### Task to carry out
Whichever lines of the entries hold the word "None" should be identified and copied.

### Material provided
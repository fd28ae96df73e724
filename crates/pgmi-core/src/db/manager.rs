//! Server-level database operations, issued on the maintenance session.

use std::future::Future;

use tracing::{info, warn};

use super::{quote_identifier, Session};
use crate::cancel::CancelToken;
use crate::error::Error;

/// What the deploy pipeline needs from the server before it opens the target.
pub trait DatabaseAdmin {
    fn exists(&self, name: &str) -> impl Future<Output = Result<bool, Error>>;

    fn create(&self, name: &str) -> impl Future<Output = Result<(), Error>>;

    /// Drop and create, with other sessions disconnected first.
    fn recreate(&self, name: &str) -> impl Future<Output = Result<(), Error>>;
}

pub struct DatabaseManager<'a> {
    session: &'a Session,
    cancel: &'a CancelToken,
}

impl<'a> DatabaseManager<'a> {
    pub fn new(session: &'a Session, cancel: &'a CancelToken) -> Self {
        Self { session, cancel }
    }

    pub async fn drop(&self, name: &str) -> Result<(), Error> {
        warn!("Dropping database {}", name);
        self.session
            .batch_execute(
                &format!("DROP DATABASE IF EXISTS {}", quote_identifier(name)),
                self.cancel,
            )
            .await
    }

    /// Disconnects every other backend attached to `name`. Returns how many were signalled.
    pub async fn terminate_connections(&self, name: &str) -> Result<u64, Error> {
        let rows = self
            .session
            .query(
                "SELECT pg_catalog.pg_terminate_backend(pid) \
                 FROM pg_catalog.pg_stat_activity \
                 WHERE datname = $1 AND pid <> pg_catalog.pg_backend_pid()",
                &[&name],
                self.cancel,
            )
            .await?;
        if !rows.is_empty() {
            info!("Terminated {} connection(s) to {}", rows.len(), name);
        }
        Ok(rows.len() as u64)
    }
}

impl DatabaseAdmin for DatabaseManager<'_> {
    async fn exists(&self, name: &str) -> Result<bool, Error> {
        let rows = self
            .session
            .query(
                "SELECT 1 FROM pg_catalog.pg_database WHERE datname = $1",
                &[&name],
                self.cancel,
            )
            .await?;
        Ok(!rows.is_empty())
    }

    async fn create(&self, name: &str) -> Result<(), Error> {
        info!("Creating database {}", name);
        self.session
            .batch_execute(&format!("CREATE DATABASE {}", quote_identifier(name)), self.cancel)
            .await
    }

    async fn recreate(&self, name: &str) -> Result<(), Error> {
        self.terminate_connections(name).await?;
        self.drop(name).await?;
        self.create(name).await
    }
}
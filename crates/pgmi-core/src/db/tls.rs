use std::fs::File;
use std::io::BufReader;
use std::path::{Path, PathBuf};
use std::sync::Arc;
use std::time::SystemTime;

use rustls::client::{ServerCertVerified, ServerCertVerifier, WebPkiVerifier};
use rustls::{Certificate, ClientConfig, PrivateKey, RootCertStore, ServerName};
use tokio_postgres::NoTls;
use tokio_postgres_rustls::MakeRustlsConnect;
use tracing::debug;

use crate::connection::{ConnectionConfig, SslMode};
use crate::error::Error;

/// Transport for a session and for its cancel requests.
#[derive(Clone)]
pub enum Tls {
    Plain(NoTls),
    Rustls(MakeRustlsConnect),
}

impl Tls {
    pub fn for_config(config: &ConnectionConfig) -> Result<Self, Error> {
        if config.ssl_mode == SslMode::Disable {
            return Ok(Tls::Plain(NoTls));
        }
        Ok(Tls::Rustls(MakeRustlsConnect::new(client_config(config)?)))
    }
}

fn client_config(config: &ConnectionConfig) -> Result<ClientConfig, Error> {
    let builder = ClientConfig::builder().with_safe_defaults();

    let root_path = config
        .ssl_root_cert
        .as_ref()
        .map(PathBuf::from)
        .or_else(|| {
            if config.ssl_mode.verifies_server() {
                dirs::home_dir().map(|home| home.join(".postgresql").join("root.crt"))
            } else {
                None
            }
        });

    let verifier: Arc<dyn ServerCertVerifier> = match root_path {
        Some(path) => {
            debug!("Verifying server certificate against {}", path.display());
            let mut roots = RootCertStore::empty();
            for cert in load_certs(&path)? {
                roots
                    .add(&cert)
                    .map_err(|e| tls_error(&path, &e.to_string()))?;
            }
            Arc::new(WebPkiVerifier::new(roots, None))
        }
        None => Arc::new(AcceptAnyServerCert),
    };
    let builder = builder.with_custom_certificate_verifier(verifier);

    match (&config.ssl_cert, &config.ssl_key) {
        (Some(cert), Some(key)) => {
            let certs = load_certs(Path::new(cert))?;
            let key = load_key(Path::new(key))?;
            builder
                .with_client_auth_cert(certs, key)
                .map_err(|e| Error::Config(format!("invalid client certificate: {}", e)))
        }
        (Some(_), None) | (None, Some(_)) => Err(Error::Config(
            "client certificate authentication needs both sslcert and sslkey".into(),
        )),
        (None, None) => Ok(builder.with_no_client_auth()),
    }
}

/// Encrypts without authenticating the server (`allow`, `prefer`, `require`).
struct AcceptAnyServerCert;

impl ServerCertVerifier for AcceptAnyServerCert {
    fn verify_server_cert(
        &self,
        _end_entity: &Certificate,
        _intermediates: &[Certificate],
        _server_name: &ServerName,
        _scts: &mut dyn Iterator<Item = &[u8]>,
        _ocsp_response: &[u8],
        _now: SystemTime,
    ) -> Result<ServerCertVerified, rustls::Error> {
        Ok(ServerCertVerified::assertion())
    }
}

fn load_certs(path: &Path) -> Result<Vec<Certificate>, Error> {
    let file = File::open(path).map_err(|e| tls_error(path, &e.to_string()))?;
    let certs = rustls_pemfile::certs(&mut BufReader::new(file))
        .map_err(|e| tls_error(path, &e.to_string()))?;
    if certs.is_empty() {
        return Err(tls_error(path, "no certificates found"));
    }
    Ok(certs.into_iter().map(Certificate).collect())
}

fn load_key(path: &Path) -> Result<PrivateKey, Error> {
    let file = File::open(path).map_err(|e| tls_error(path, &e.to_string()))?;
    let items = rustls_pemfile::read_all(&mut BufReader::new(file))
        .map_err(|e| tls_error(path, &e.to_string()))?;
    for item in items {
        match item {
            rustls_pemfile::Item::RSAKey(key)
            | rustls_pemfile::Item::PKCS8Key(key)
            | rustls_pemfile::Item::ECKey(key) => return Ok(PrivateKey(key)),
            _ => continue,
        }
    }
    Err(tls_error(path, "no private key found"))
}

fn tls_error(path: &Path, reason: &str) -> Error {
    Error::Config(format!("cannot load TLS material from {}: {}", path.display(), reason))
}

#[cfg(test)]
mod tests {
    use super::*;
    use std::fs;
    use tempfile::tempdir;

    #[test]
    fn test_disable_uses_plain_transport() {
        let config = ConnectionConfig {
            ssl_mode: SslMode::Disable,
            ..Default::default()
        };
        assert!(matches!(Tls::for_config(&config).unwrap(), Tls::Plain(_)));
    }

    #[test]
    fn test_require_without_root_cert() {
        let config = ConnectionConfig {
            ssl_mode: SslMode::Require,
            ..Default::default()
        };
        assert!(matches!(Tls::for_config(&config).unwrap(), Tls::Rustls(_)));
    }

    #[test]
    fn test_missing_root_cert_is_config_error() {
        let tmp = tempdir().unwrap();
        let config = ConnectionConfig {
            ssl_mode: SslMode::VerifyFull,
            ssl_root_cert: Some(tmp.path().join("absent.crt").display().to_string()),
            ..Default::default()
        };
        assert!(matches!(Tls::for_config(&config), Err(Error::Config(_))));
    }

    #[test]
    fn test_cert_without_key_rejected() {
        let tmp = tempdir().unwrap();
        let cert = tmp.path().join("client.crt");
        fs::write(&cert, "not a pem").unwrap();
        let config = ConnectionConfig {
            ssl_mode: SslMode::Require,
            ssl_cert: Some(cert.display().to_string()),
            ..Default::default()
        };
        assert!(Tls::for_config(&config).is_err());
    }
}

### Response
                None
            Arc::new(WebPkiVerifier::new(roots, None))
        None => Arc::new(AcceptAnyServerCert),
        (Some(_), None) | (None, Some(_)) => Err(Error::Config(
        (None, None) => Ok(builder.with_no_client_auth()),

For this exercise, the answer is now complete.